# Task details
Write out every line below that includes the word "IntoView".

# Extracted records
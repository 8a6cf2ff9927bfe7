use chrono::NaiveDate;
use serde::{Deserialize, Serialize};

// ============================================================================
// Record
// ============================================================================

/// Maximum length of `cliente` as stored by the remote service.
pub const CLIENT_NAME_MAX_LEN: usize = 80;

/// Taxpayer record as returned by the `/contribuinte` endpoints.
///
/// Read-only on the client: every instance comes from the remote service and
/// lives only as long as the query that produced it.
#[derive(Debug, Clone, PartialEq, Eq, Serialize, Deserialize)]
pub struct ContribuinteRecord {
    pub ref_id: i64,
    /// Process date (`YYYY-MM-DD` on the wire)
    pub dat_proce: NaiveDate,
    /// CPF (11 digits) or CNPJ (14 digits)
    pub cpf_cnpj: String,
    pub cliente: String,
    #[serde(default)]
    pub email: Option<String>,
    /// Registration date
    #[serde(default)]
    pub dat_cadastro: Option<NaiveDate>,
}

impl ContribuinteRecord {
    /// Email or `-` when the service has none on file.
    pub fn email_display(&self) -> &str {
        self.email.as_deref().filter(|e| !e.is_empty()).unwrap_or("-")
    }
}
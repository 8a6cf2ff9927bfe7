use super::api;
use super::state::{UploadSelection, UploadState};
use crate::shared::components::back_button::BackButton;
use crate::shared::number_format::format_file_size;
use crate::shared::page_frame::PageFrame;
use crate::shared::page_standard::PAGE_CAT_USECASE;
use contracts::enums::upload_module::UploadModule;
use contracts::usecases::u501_bulk_upload::request::{ROW_EXAMPLE, ROW_FORMAT};
use contracts::usecases::u501_bulk_upload::response::UploadResult;
use leptos::html;
use leptos::prelude::*;
use leptos::task::spawn_local;
use thaw::*;
use web_sys::DragEvent;

#[component]
pub fn BulkUploadWidget() -> impl IntoView {
    // web_sys::File is !Send, so the state lives in local storage.
    let state: RwSignal<UploadState<web_sys::File>, LocalStorage> =
        RwSignal::new_local(UploadState::default());
    let (is_drag_over, set_is_drag_over) = signal(false);
    let file_input = NodeRef::<html::Input>::new();

    let is_uploading = move || state.with(|s| s.is_uploading());

    // Drop and the native picker both end up here.
    let select = move |file: web_sys::File| {
        let selection = UploadSelection::new(file.name(), file.size() as u64, file);
        if let Some(Err(e)) = state.try_update(|s| s.select_file(selection)) {
            log::warn!("rejected upload file: {}", e);
        }
    };

    let open_picker = move || {
        if is_uploading() {
            return;
        }
        if let Some(input) = file_input.get() {
            input.click();
        }
    };

    let clear = move || {
        state.update(|s| s.clear());
        if let Some(input) = file_input.get() {
            input.set_value("");
        }
    };

    let process = move || {
        let ticket = match state.try_update(|s| s.submit()) {
            Some(Ok(ticket)) => ticket,
            Some(Err(e)) => {
                log::warn!("upload not started: {}", e);
                return;
            }
            None => return,
        };
        log::info!("uploading {} to module {}", ticket.handle.name(), ticket.module);
        spawn_local(async move {
            let outcome = api::bulk_upload(&ticket.handle, ticket.module).await;
            match &outcome {
                Ok(r) => log::info!(
                    "bulk upload to module {}: {} ok, {} errors",
                    ticket.module,
                    r.success_count,
                    r.error_count
                ),
                Err(e) => log::error!("bulk upload to module {} failed: {}", ticket.module, e),
            }
            let applied = state
                .try_update(|s| s.resolve(ticket.seq, ticket.module, outcome))
                .unwrap_or(false);
            if !applied {
                log::debug!("discarded stale upload reply #{}", ticket.seq);
            }
        });
    };

    let on_input_change = move |_: leptos::ev::Event| {
        let file = file_input
            .get()
            .and_then(|input| input.files())
            .and_then(|files| files.get(0));
        match file {
            Some(file) => select(file),
            None => log::debug!("file dialog closed without a selection"),
        }
    };

    let on_dragover = move |ev: DragEvent| {
        ev.prevent_default();
        set_is_drag_over.set(true);
    };

    let on_dragleave = move |ev: DragEvent| {
        ev.prevent_default();
        set_is_drag_over.set(false);
    };

    let on_drop = move |ev: DragEvent| {
        ev.prevent_default();
        set_is_drag_over.set(false);
        let file = ev
            .data_transfer()
            .and_then(|dt| dt.files())
            .and_then(|files| files.get(0));
        match file {
            Some(file) => select(file),
            None => {
                if let Some(Err(e)) = state.try_update(|s| s.select_nothing()) {
                    log::warn!("drop without a file: {}", e);
                }
            }
        }
    };

    let on_module_change = move |ev: leptos::ev::Event| {
        match UploadModule::from_code(&event_target_value(&ev)) {
            Some(module) => state.update(|s| s.change_module(module)),
            None => log::warn!("unknown upload module {:?}", event_target_value(&ev)),
        }
    };

    let module_code = move || state.with(|s| s.module().code());

    let area_class = move || {
        let mut c = "upload-area".to_string();
        if is_drag_over.get() {
            c.push_str(" drag-over");
        }
        if state.with(|s| s.selection().is_some()) {
            c.push_str(" has-file");
        }
        if is_uploading() {
            c.push_str(" disabled");
        }
        c
    };

    view! {
        <PageFrame page_id="u501_bulk_upload--usecase" category=PAGE_CAT_USECASE>
            <div class="page__header">
                <BackButton />
                <h1>"Upload - File Upload"</h1>
                <div class="module-selector">
                    <label for="module-select">"Module:"</label>
                    <select
                        id="module-select"
                        prop:value=module_code
                        on:change=on_module_change
                    >
                        {UploadModule::all()
                            .into_iter()
                            .map(|m| view! { <option value=m.code()>{m.display_name()}</option> })
                            .collect_view()}
                    </select>
                </div>
            </div>

            <div class="page__content">
                <div class="upload-info">
                    <h2>"Upload Contribuinte Records"</h2>
                    <p>
                        "Upload a CSV or TXT file with contribuinte records to "
                        <strong>"Module " {module_code}</strong>
                        " in the following format:"
                    </p>
                    <div class="format-example"><code>{ROW_FORMAT}</code></div>
                    <div class="format-details">
                        <p><strong>"Example:"</strong></p>
                        <code>{ROW_EXAMPLE}</code>
                    </div>
                </div>

                <div
                    class=area_class
                    on:dragover=on_dragover
                    on:dragleave=on_dragleave
                    on:drop=on_drop
                    on:click=move |_| open_picker()
                >
                    <input
                        node_ref=file_input
                        type="file"
                        accept=".csv,.txt"
                        style="display: none;"
                        on:click=|ev| ev.stop_propagation()
                        on:change=on_input_change
                    />
                    {move || match state.with(|s| s.selection().map(|f| (f.name.clone(), f.size))) {
                        Some((name, size)) => view! {
                            <div class="file-info">
                                <div class="file-icon">"📄"</div>
                                <div class="file-details">
                                    <div class="file-name">{name}</div>
                                    <div class="file-size">{format_file_size(size)}</div>
                                </div>
                                <button
                                    class="remove-file"
                                    on:click=move |ev| {
                                        ev.stop_propagation();
                                        clear();
                                    }
                                >
                                    "✕"
                                </button>
                            </div>
                        }.into_any(),
                        None => view! {
                            <div class="upload-placeholder">
                                <div class="upload-icon">"📁"</div>
                                <div class="upload-text">
                                    <strong>"Click to upload"</strong>
                                    " or drag and drop"
                                </div>
                                <div class="upload-hint">"CSV or TXT files only"</div>
                            </div>
                        }.into_any(),
                    }}
                </div>

                <Space>
                    <Button
                        appearance=ButtonAppearance::Secondary
                        disabled=Signal::derive(is_uploading)
                        on_click=move |_| open_picker()
                    >
                        "📁 Select File"
                    </Button>
                    <Button
                        appearance=ButtonAppearance::Primary
                        disabled=Signal::derive(move || !state.with(|s| s.can_submit()))
                        on_click=move |_| process()
                    >
                        {move || if is_uploading() { "⏳ Processing..." } else { "⚡ Process File" }}
                    </Button>
                </Space>

                {move || state.with(|s| s.error_message()).map(|e| view! {
                    <div class="error-message">{e}</div>
                })}

                {move || state
                    .with(|s| s.result().map(|(module, r)| (module, r.clone())))
                    .map(|(module, result)| view! {
                        <UploadResultCard
                            module=module
                            result=result
                            on_clear=Callback::new(move |_| clear())
                        />
                    })}
            </div>
        </PageFrame>
    }
}

#[component]
fn UploadResultCard(
    module: UploadModule,
    result: UploadResult,
    on_clear: Callback<()>,
) -> impl IntoView {
    let card_class = if result.has_errors() {
        "result-card has-errors"
    } else {
        "result-card success"
    };
    let has_errors = result.has_errors();
    let error_count = result.error_count;
    let errors = result.errors;

    view! {
        <div class="result-section">
            <div class=card_class>
                <h3>"Upload Results for " {module.display_name()}</h3>

                <div class="result-stats">
                    <div class="stat-item success">
                        <span class="stat-label">"Successfully Processed:"</span>
                        <span class="stat-value">{result.success_count}</span>
                    </div>
                    {has_errors.then(|| view! {
                        <div class="stat-item error">
                            <span class="stat-label">"Errors:"</span>
                            <span class="stat-value">{error_count}</span>
                        </div>
                    })}
                </div>

                {(!errors.is_empty()).then(|| view! {
                    <div class="error-details">
                        <h4>"Error Details:"</h4>
                        <div class="error-list">
                            {errors
                                .into_iter()
                                .map(|e| view! { <div class="error-item">{e}</div> })
                                .collect_view()}
                        </div>
                    </div>
                })}

                <Button appearance=ButtonAppearance::Secondary on_click=move |_| on_clear.run(())>
                    "Upload Another File"
                </Button>
            </div>
        </div>
    }
}
//! Number formatting helpers

const SIZE_UNITS: [&str; 4] = ["Bytes", "KB", "MB", "GB"];

/// Human-readable byte size with up to two decimals, trailing zeros dropped.
///
/// # Examples
///
/// ```ignore
/// assert_eq!(format_file_size(1536), "1.5 KB");
/// ```
pub fn format_file_size(bytes: u64) -> String {
    if bytes == 0 {
        return "0 Bytes".to_string();
    }

    let mut value = bytes as f64;
    let mut unit = 0;
    while value >= 1024.0 && unit < SIZE_UNITS.len() - 1 {
        value /= 1024.0;
        unit += 1;
    }

    let formatted = format!("{:.2}", value);
    let trimmed = formatted.trim_end_matches('0').trim_end_matches('.');
    format!("{} {}", trimmed, SIZE_UNITS[unit])
}

#[cfg(test)]
mod tests {
    use super::*;

    #[test]
    fn test_format_file_size() {
        assert_eq!(format_file_size(0), "0 Bytes");
        assert_eq!(format_file_size(500), "500 Bytes");
        assert_eq!(format_file_size(1024), "1 KB");
        assert_eq!(format_file_size(1536), "1.5 KB");
        assert_eq!(format_file_size(1_048_576), "1 MB");
        assert_eq!(format_file_size(1_288_490_189), "1.2 GB");
    }

    #[test]
    fn test_format_file_size_caps_at_gb() {
        assert_eq!(format_file_size(2 * 1024 * 1024 * 1024 * 1024), "2048 GB");
    }
}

# Solution
pub fn BulkUploadWidget() -> impl IntoView {
) -> impl IntoView {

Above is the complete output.